1

I was playing around with spark and I am getting stuck with something that seems foolish.

Let's say we have two RDD:

rdd1 = {(1, 2), (3, 4), (3, 6)}

rdd2 = {(3, 9)}

if I am doing rdd1.substrackByKey(rdd2) , I will get {(1, 2)} wich is perfectly fine. But I also want to save the rejected values {(3,4),(3,6)} to another RDD, is there a prebuilt function in spark or an elegant way to do this?

Please keep in mind that I am new with Spark, any help will be appreciated, thanks.

Will
  • 2,057
  • 1
  • 22
  • 34

5 Answers5

1

As Rohan suggests, there is no (to the best of my knowledge) standard API call to do this. What you want to do can be expressed as Union - Intersection.

Here is how you can do this on spark:

val r1 = sc.parallelize(Seq((1,2), (3,4), (3,6)))
val r2 = sc.parallelize(Seq((3,9)))

val intersection = r1.map(_._1).intersection(r2.map(_._1))
val union = r1.map(_._1).union(r2.map(_._1))

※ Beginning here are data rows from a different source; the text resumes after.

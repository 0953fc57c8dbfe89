use image::{DynamicImage, Rgb, RgbImage};
use tracing::{debug, warn};

use crate::analysis::types::{DamageRecord, DamageType};
use crate::error::AnnotationError;
use crate::report::glyphs::{draw_text, fill_clipped, GLYPH_HEIGHT};

pub const BOX_WIDTH: u32 = 150;
pub const BOX_HEIGHT: u32 = 100;
const LABEL_HEIGHT: i64 = 60;
const OUTLINE_WIDTH: i64 = 3;
const TEXT_SCALE: u32 = 2;
const TEXT_INSET: i64 = 5;
const LABEL_TEXT_COLOR: Rgb<u8> = Rgb([0, 0, 0]);

/// Where a damage label goes on the image.
///
/// This is a layout stand-in derived from the damage's index so that labels do
/// not pile up on each other. The backend reports no geometry, so the box says
/// nothing about where the damage actually is.
#[derive(Debug, Clone, Copy, PartialEq, Eq)]
pub struct PlaceholderBox {
    pub x: u32,
    pub y: u32,
    pub width: u32,
    pub height: u32,
}

pub fn placeholder_box(
    index: usize,
    image_width: u32,
    image_height: u32,
) -> Result<PlaceholderBox, AnnotationError> {
    if image_width <= 200 || image_height <= 150 {
        return Err(AnnotationError::ImageTooSmall {
            width: image_width,
            height: image_height,
        });
    }
    let index = index as u64;
    let x = (index * 150 + 50) % u64::from(image_width - 200);
    let y = (index * 100 + 50) % u64::from(image_height - 150);
    Ok(PlaceholderBox {
        x: x as u32,
        y: y as u32,
        width: BOX_WIDTH,
        height: BOX_HEIGHT,
    })
}

pub fn damage_color(damage_type: DamageType) -> Rgb<u8> {
    match damage_type {
        DamageType::Scratch => Rgb([255, 255, 0]),
        DamageType::Dent => Rgb([255, 0, 0]),
        DamageType::Crack => Rgb([0, 255, 0]),
        DamageType::Rust => Rgb([255, 165, 0]),
        DamageType::Broken => Rgb([128, 0, 128]),
        DamageType::Unknown => Rgb([255, 255, 255]),
    }
}

fn label_lines(damage: &DamageRecord) -> [String; 3] {
    [
        damage.damage_type.as_str().to_uppercase(),
        damage.severity.to_string(),
        format!("{:.1}%", damage.confidence * 100.0),
    ]
}

/// Draws a placeholder box and a label block for every damage.
pub fn annotate(
    image: &DynamicImage,
    damages: &[DamageRecord],
) -> Result<DynamicImage, AnnotationError> {
    let mut canvas: RgbImage = image.to_rgb8();
    let (width, height) = canvas.dimensions();

    for (index, damage) in damages.iter().enumerate() {
        let bounds = placeholder_box(index, width, height)?;
        let color = damage_color(damage.damage_type);
        draw_box(&mut canvas, &bounds, color);
        draw_label(&mut canvas, &bounds, color, &label_lines(damage));
    }

    debug!("Annotated {} damages on {}x{} image", damages.len(), width, height);
    Ok(DynamicImage::ImageRgb8(canvas))
}

/// Like [`annotate`], but hands back the untouched image plus a notice when drawing fails.
pub fn annotate_or_original(
    image: &DynamicImage,
    damages: &[DamageRecord],
) -> (DynamicImage, Option<String>) {
    match annotate(image, damages) {
        Ok(annotated) => (annotated, None),
        Err(e) => {
            warn!("Error creating annotated image: {}", e);
            (
                image.clone(),
                Some(format!("Annotation unavailable, showing original image: {}", e)),
            )
        }
    }
}

fn draw_box(canvas: &mut RgbImage, bounds: &PlaceholderBox, color: Rgb<u8>) {
    let (x0, y0) = (i64::from(bounds.x), i64::from(bounds.y));
    let (x1, y1) = (x0 + i64::from(bounds.width), y0 + i64::from(bounds.height));
    let inset = OUTLINE_WIDTH - 1;

    fill_clipped(canvas, x0, y0, x1, y0 + inset, color);
    fill_clipped(canvas, x0, y1 - inset, x1, y1, color);
    fill_clipped(canvas, x0, y0, x0 + inset, y1, color);
    fill_clipped(canvas, x1 - inset, y0, x1, y1, color);
}

fn draw_label(canvas: &mut RgbImage, bounds: &PlaceholderBox, color: Rgb<u8>, lines: &[String]) {
    let (x0, y0) = (i64::from(bounds.x), i64::from(bounds.y));
    fill_clipped(
        canvas,
        x0,
        y0 - LABEL_HEIGHT,
        x0 + i64::from(bounds.width),
        y0,
        color,
    );

    let line_height = i64::from((GLYPH_HEIGHT + 1) * TEXT_SCALE);
    let text_top = y0 - LABEL_HEIGHT + TEXT_INSET;
    for (row, line) in lines.iter().enumerate() {
        draw_text(
            canvas,
            x0 + TEXT_INSET,
            text_top + line_height * row as i64,
            line,
            TEXT_SCALE,
            LABEL_TEXT_COLOR,
        );
    }
}

#[cfg(test)]
mod tests {
    use image::{GenericImageView, ImageBuffer};

    use super::*;
    use crate::analysis::types::Severity;

    const BACKGROUND: Rgb<u8> = Rgb([40, 40, 40]);

    fn canvas(width: u32, height: u32) -> DynamicImage {
        DynamicImage::ImageRgb8(ImageBuffer::from_pixel(width, height, BACKGROUND))
    }

    fn damage(damage_type: DamageType) -> DamageRecord {
        DamageRecord {
            damage_type,
            severity: Severity::High,
            confidence: 0.876,
            area_percentage: 1.0,
            estimated_cost: None,
        }
    }

    #[test]
    fn test_placeholder_positions_follow_index_layout() {
        let (width, height) = (640, 480);
        for index in 0..12 {
            let bounds = placeholder_box(index, width, height).unwrap();
            assert_eq!(bounds.x as usize, (index * 150 + 50) % (640 - 200));
            assert_eq!(bounds.y as usize, (index * 100 + 50) % (480 - 150));
            assert_eq!((bounds.width, bounds.height), (150, 100));
        }
        assert_eq!(
            placeholder_box(3, width, height).unwrap(),
            PlaceholderBox { x: 60, y: 20, width: 150, height: 100 }
        );
    }

    #[test]
    fn test_small_images_cannot_host_labels() {
        assert_eq!(
            placeholder_box(0, 200, 480),
            Err(AnnotationError::ImageTooSmall { width: 200, height: 480 })
        );
        assert!(placeholder_box(0, 640, 150).is_err());
        assert!(placeholder_box(0, 201, 151).is_ok());
    }

    #[test]
    fn test_box_outline_uses_palette_color() {
        let palette = [
            (DamageType::Scratch, Rgb([255, 255, 0])),
            (DamageType::Dent, Rgb([255, 0, 0])),
            (DamageType::Crack, Rgb([0, 255, 0])),
            (DamageType::Rust, Rgb([255, 165, 0])),
            (DamageType::Broken, Rgb([128, 0, 128])),
            (DamageType::Unknown, Rgb([255, 255, 255])),
        ];
        for (damage_type, expected) in palette {
            let annotated = annotate(&canvas(640, 480), &[damage(damage_type)])
                .unwrap()
                .to_rgb8();
            // First box sits at (50, 50).
            assert_eq!(*annotated.get_pixel(50, 100), expected, "{damage_type}");
            assert_eq!(*annotated.get_pixel(200, 100), expected, "{damage_type}");
            assert_eq!(*annotated.get_pixel(125, 150), expected, "{damage_type}");
            assert_eq!(*annotated.get_pixel(125, 100), BACKGROUND, "{damage_type}");
        }
    }

    #[test]
    fn test_later_boxes_follow_index_layout() {
        let damages = [
            damage(DamageType::Scratch),
            damage(DamageType::Scratch),
            damage(DamageType::Scratch),
            damage(DamageType::Dent),
        ];
        let annotated = annotate(&canvas(640, 480), &damages).unwrap().to_rgb8();
        let red = Rgb([255, 0, 0]);
        // Index 3 wraps around to (60, 20) and is drawn over the first box.
        assert_eq!(*annotated.get_pixel(60, 70), red);
        assert_eq!(*annotated.get_pixel(210, 70), red);
        assert_eq!(*annotated.get_pixel(130, 120), red);
        assert_eq!(*annotated.get_pixel(130, 100), BACKGROUND);
        // Index 1 sits at (200, 150).
        assert_eq!(*annotated.get_pixel(200, 200), Rgb([255, 255, 0]));
    }

    #[test]
    fn test_label_block_sits_above_box() {
        let annotated = annotate(&canvas(640, 480), &[damage(DamageType::Dent)])
            .unwrap()
            .to_rgb8();
        // Index 0 sits at y = 50, so its label spans y in [-10, 50].
        assert_eq!(*annotated.get_pixel(52, 0), Rgb([255, 0, 0]));
        assert_eq!(*annotated.get_pixel(50, 51), Rgb([255, 0, 0]));
        let black_pixels = (50..=200)
            .flat_map(|x| (0..50).map(move |y| (x, y)))
            .filter(|&(x, y)| *annotated.get_pixel(x, y) == LABEL_TEXT_COLOR)
            .count();
        assert!(black_pixels > 0);
    }

    #[test]
    fn test_label_text() {
        let lines = label_lines(&damage(DamageType::Scratch));
        assert_eq!(lines, ["SCRATCH".to_string(), "high".to_string(), "87.6%".to_string()]);
    }

    #[test]
    fn test_fallback_returns_original_image() {
        let original = canvas(120, 90);
        let (image, notice) = annotate_or_original(&original, &[damage(DamageType::Rust)]);
        assert_eq!(image, original);
        assert!(notice.unwrap().contains("too small"));
    }

    #[test]
    fn test_annotation_keeps_dimensions() {
        let (image, notice) =
            annotate_or_original(&canvas(800, 600), &vec![damage(DamageType::Crack); 6]);
        assert!(notice.is_none());
        assert_eq!(image.dimensions(), (800, 600));
    }
}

val diff = union.subtract(intersection)

diff.collect()
> Array[Int] = Array(1) 

To get the actual pairs:

val d = diff.collect() 
r1.union(r2).filter(x => d.contains(x._1)).collect
marios
  • 8,874
  • 3
  • 38
  • 62
  • I am not sure I love this in terms of performance, but it should work well enough as long as `diff` is not huge. Otherwise the `d.contains` closure will get pretty large. – marios Nov 06 '15 at 17:23
1

I think I claim this is slightly more elegant:

val r1 = sc.parallelize(Seq((1,2), (3,4), (3,6)))
val r2 = sc.parallelize(Seq((3,9)))

val r3 = r1.leftOuterJoin(r2)
val subtracted = r3.filter(_._2._2.isEmpty).map(x=>(x._1, x._2._1))
val discarded = r3.filter(_._2._2.nonEmpty).map(x=>(x._1, x._2._1))

//subtracted: (1,2)
//discarded: (3,4)(3,6)

The insight is noticing that leftOuterJoin produces both the discarded (== records with a matching key in r2) and remaining (no matching key) in one go.

It's a pity Spark doesn't have RDD.partition (in the Scala collection sense of split a collection into two depending on a predicate) or we could caclculate subtracted and discarded in one pass

The Archetypal Paul
  • 41,321
  • 20
  • 104
  • 134
1

You can try

val rdd3 = rdd1.subtractByKey(rdd2)
val rdd4 = rdd1.subtractByKey(rdd3)

But you won't be keeping the values, just running another subtraction.

gjin
  • 860
  • 1
  • 14
  • 28
0

Unfortunately, I don't think there's an easy way to keep the rejected values using subtractByKey(). I think one way you get your desired result is through cogrouping and filtering. Something like:

val cogrouped = rdd1.cogroup(rdd2, numPartitions)
def flatFunc[A, B](key: A, values: Iterable[B]) : Iterable[(A, B)] = for {value <- values} yield (key, value)
val res1 = cogrouped.filter(_._2._2.isEmpty).flatMap { case (key, values) => flatFunc(key, values._1) }
val res2 = cogrouped.filter(_._2._2.nonEmpty).flatMap { case (key, values) => flatFunc(key, values._1) }

You might be able to borrow the work done here to make the last two lines look more elegant.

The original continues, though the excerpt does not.